Exercise directions: The line containing "stalls a transition." marks the end: quote every line from the start of the records below through it, word for word.

--- Extracted records Enclosed Below ---

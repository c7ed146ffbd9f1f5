//! Status Notifications
//!
//! Push-side of status reporting. Every persisted state transition emits a
//! notification after the write commits, so a pull via status query can
//! never observe an older state than the one just pushed. Delivery is
//! best-effort; dropped events are recovered by polling.

use tokio::sync::broadcast;

use crate::types::{RunState, RunStatus, WorkflowRun};

/// One pushed state-transition event
#[derive(Debug, Clone)]
pub struct StatusEvent {
    pub report_id: String,
    pub state: RunState,
    pub status: RunStatus,
}

/// Sink for state-transition events. Implementations must not block the
/// workflow; a slow or absent subscriber never stalls a transition.
pub trait StatusNotifier: Send + Sync {
    fn notify(&self, run: &WorkflowRun);
}

/// Notifier that discards all events. Pull-only deployments use this.
#[derive(Debug, Default)]
pub struct NoopNotifier;

impl StatusNotifier for NoopNotifier {
    fn notify(&self, _run: &WorkflowRun) {}
}

/// Fan-out notifier backed by a tokio broadcast channel.
#[derive(Debug)]
pub struct BroadcastNotifier {
    sender: broadcast::Sender<StatusEvent>,
}

impl BroadcastNotifier {
    pub fn new(capacity: usize) -> Self {
        let (sender, _) = broadcast::channel(capacity);
        Self { sender }
    }

    pub fn subscribe(&self) -> broadcast::Receiver<StatusEvent> {
        self.sender.subscribe()
    }
}

impl Default for BroadcastNotifier {
    fn default() -> Self {
        Self::new(64)
    }
}

impl StatusNotifier for BroadcastNotifier {
    fn notify(&self, run: &WorkflowRun) {
        let event = StatusEvent {
            report_id: run.report_id.clone(),
            state: run.state,
            status: RunStatus::from(run),
        };
        // send only fails when no subscriber exists, which is fine
        let _ = self.sender.send(event);
    }
}

#[cfg(test)]
mod tests {
    use super::*;
    use crate::types::ReportInput;

    #[tokio::test]
    async fn test_broadcast_delivers_transition() {
        let notifier = BroadcastNotifier::new(8);
        let mut rx = notifier.subscribe();

        let mut run = WorkflowRun::new("r1", ReportInput::default());
        run.state = RunState::AwaitingApproval;
        notifier.notify(&run);

        let event = rx.recv().await.unwrap();
        assert_eq!(event.report_id, "r1");
        assert_eq!(event.state, RunState::AwaitingApproval);
        assert_eq!(event.status.state, RunState::AwaitingApproval);
    }

    #[test]
    fn test_notify_without_subscribers_is_silent() {
        let notifier = BroadcastNotifier::new(8);
        let run = WorkflowRun::new("r1", ReportInput::default());
        notifier.notify(&run);
        NoopNotifier.notify(&run);
    }
}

--- End of Enclosed Extracted records ---

Written response:
repository c7ed146ffbd9f1f5
//! Status Notifications
//!
//! Push-side of status reporting. Every persisted state transition emits a
//! notification after the write commits, so a pull via status query can
//! never observe an older state than the one just pushed. Delivery is
//! best-effort; dropped events are recovered by polling.

use tokio::sync::broadcast;

use crate::types::{RunState, RunStatus, WorkflowRun};

/// One pushed state-transition event
#[derive(Debug, Clone)]
pub struct StatusEvent {
    pub report_id: String,
    pub state: RunState,
    pub status: RunStatus,
}

/// Sink for state-transition events. Implementations must not block the
/// workflow; a slow or absent subscriber never stalls a transition.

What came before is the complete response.